How to complete this task:
The answer must consist of every line below containing "relative".

Data for processing:
.....

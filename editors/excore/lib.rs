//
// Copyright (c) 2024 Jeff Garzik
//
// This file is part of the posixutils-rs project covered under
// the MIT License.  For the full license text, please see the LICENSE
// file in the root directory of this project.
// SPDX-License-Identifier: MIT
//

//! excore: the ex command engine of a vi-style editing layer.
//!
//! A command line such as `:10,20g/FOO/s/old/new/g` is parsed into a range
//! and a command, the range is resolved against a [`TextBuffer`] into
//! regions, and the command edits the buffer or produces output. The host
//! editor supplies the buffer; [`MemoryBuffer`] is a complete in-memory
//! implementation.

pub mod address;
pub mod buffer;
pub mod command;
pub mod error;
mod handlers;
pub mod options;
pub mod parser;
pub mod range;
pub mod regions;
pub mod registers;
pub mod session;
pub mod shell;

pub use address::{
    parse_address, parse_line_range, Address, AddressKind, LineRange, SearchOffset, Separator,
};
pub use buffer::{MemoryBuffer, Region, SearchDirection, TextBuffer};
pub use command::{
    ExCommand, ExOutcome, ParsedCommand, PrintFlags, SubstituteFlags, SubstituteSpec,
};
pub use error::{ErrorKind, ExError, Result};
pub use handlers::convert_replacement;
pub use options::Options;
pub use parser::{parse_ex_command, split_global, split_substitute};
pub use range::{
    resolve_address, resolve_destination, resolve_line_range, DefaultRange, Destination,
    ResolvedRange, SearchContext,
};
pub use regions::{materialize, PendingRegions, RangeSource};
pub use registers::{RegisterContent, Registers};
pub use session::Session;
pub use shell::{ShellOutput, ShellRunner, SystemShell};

.....

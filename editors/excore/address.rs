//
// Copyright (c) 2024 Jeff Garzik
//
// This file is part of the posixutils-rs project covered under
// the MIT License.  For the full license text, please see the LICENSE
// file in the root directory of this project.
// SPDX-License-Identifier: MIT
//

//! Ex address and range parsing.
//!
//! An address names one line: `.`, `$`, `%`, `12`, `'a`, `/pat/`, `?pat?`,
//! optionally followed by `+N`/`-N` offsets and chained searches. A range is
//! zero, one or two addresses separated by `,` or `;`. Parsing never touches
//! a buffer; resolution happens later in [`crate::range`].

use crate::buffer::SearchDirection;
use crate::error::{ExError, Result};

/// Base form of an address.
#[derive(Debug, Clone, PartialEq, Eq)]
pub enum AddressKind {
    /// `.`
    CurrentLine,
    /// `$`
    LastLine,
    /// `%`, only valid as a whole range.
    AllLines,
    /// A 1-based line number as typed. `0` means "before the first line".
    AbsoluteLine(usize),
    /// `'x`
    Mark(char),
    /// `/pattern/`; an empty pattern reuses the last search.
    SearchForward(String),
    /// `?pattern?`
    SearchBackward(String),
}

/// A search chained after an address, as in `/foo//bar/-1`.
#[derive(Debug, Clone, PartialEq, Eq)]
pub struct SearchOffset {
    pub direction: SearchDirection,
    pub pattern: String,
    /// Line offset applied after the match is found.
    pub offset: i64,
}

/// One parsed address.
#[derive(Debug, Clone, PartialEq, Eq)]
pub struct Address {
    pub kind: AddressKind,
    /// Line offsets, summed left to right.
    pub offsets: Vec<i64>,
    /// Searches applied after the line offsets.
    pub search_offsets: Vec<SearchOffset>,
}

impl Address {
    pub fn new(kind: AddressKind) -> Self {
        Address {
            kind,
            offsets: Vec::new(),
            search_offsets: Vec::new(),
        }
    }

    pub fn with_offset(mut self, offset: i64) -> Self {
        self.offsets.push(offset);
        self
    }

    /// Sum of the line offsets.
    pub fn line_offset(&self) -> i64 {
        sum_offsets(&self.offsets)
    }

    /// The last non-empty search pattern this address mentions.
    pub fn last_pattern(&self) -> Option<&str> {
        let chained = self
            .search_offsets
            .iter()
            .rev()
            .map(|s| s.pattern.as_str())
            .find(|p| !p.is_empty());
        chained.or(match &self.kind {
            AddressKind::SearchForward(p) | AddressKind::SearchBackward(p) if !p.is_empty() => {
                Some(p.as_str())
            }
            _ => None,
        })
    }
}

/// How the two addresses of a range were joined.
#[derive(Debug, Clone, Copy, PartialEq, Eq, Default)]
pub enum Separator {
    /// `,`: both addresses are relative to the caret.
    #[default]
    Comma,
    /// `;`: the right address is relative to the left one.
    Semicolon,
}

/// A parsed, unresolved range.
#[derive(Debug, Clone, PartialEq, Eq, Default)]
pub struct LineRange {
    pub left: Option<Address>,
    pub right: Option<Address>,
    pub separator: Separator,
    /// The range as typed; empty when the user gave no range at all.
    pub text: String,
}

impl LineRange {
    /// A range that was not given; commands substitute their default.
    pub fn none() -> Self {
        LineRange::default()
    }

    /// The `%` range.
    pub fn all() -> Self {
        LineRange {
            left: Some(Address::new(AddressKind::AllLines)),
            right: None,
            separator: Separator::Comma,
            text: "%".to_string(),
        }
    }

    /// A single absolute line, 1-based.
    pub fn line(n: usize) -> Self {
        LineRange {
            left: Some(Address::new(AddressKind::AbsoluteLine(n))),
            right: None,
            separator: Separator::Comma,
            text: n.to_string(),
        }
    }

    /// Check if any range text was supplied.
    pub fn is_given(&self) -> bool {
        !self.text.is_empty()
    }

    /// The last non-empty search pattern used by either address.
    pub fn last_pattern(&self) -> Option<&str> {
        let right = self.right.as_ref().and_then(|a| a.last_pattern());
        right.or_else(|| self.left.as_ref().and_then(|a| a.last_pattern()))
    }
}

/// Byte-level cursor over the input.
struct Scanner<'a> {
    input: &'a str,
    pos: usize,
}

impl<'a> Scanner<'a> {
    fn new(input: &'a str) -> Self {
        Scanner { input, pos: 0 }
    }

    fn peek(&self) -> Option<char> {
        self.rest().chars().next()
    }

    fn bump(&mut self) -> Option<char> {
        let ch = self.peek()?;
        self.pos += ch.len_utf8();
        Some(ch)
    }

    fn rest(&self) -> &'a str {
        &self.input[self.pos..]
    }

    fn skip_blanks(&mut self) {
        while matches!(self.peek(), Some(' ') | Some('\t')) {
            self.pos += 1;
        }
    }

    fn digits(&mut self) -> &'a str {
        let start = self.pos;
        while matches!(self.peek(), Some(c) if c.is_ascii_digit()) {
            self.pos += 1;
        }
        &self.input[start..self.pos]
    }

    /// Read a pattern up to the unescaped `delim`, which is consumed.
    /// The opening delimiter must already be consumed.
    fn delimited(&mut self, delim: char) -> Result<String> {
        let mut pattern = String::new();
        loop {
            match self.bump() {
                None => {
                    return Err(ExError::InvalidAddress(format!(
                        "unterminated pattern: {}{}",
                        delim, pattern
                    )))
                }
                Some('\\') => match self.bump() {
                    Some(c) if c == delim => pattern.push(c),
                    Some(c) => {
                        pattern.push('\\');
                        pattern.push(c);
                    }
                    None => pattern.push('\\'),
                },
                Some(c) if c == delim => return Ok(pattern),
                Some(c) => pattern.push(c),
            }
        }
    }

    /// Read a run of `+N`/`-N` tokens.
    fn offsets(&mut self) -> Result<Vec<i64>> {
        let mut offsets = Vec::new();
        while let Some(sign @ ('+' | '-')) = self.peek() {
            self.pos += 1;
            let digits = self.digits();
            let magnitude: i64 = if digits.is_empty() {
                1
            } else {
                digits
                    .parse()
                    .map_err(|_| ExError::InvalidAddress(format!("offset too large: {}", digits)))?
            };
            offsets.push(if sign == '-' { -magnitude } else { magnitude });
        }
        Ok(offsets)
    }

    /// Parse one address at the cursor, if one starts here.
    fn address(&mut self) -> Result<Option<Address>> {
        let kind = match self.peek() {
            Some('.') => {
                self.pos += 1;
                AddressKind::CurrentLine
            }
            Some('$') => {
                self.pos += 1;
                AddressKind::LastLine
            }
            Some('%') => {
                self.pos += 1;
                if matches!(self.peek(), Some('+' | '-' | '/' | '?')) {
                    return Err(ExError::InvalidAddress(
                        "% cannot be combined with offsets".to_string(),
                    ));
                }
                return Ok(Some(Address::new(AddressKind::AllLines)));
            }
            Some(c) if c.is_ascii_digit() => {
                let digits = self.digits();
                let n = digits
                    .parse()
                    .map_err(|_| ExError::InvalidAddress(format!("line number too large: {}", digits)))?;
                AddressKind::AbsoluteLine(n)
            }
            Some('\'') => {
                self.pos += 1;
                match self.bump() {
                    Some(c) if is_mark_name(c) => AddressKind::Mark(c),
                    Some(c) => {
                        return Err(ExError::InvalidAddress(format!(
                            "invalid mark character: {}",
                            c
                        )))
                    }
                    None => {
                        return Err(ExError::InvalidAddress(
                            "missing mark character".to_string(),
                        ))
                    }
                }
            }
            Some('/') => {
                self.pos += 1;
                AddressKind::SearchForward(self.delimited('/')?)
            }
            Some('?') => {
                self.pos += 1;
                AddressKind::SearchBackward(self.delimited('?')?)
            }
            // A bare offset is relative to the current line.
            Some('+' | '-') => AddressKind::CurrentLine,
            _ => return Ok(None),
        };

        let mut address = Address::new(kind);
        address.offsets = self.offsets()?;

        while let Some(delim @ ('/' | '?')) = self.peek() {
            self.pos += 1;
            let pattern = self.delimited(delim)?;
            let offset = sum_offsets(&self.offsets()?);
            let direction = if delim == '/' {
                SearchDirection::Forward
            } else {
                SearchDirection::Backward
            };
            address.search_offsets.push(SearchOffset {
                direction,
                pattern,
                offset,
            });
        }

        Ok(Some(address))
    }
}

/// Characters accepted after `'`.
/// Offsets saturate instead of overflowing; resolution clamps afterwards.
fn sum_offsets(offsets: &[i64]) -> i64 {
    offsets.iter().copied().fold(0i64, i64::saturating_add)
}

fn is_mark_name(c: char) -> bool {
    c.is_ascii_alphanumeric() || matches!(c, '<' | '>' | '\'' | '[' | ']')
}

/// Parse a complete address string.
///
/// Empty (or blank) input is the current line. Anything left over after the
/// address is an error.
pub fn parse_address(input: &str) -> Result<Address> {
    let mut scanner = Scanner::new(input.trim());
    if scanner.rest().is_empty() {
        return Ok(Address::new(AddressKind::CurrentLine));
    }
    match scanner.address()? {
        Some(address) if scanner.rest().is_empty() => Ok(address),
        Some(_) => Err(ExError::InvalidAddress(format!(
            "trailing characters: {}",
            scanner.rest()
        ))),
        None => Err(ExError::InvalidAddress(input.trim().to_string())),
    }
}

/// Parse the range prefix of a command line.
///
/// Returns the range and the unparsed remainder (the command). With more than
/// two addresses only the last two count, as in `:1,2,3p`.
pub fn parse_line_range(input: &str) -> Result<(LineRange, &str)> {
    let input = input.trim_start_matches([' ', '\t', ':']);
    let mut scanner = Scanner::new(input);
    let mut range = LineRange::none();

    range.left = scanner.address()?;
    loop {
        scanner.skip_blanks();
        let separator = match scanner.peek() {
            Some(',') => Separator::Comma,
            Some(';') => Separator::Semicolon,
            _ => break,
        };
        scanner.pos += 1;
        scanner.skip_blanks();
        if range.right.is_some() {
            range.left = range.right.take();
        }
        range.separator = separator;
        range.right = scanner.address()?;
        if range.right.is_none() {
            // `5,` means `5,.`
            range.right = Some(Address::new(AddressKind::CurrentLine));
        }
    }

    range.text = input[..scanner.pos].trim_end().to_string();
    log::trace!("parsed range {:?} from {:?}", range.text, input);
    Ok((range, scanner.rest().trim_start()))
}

.....

Answer for this exercise:
    /// `,`: both addresses are relative to the caret.
    /// `;`: the right address is relative to the left one.
            // A bare offset is relative to the current line.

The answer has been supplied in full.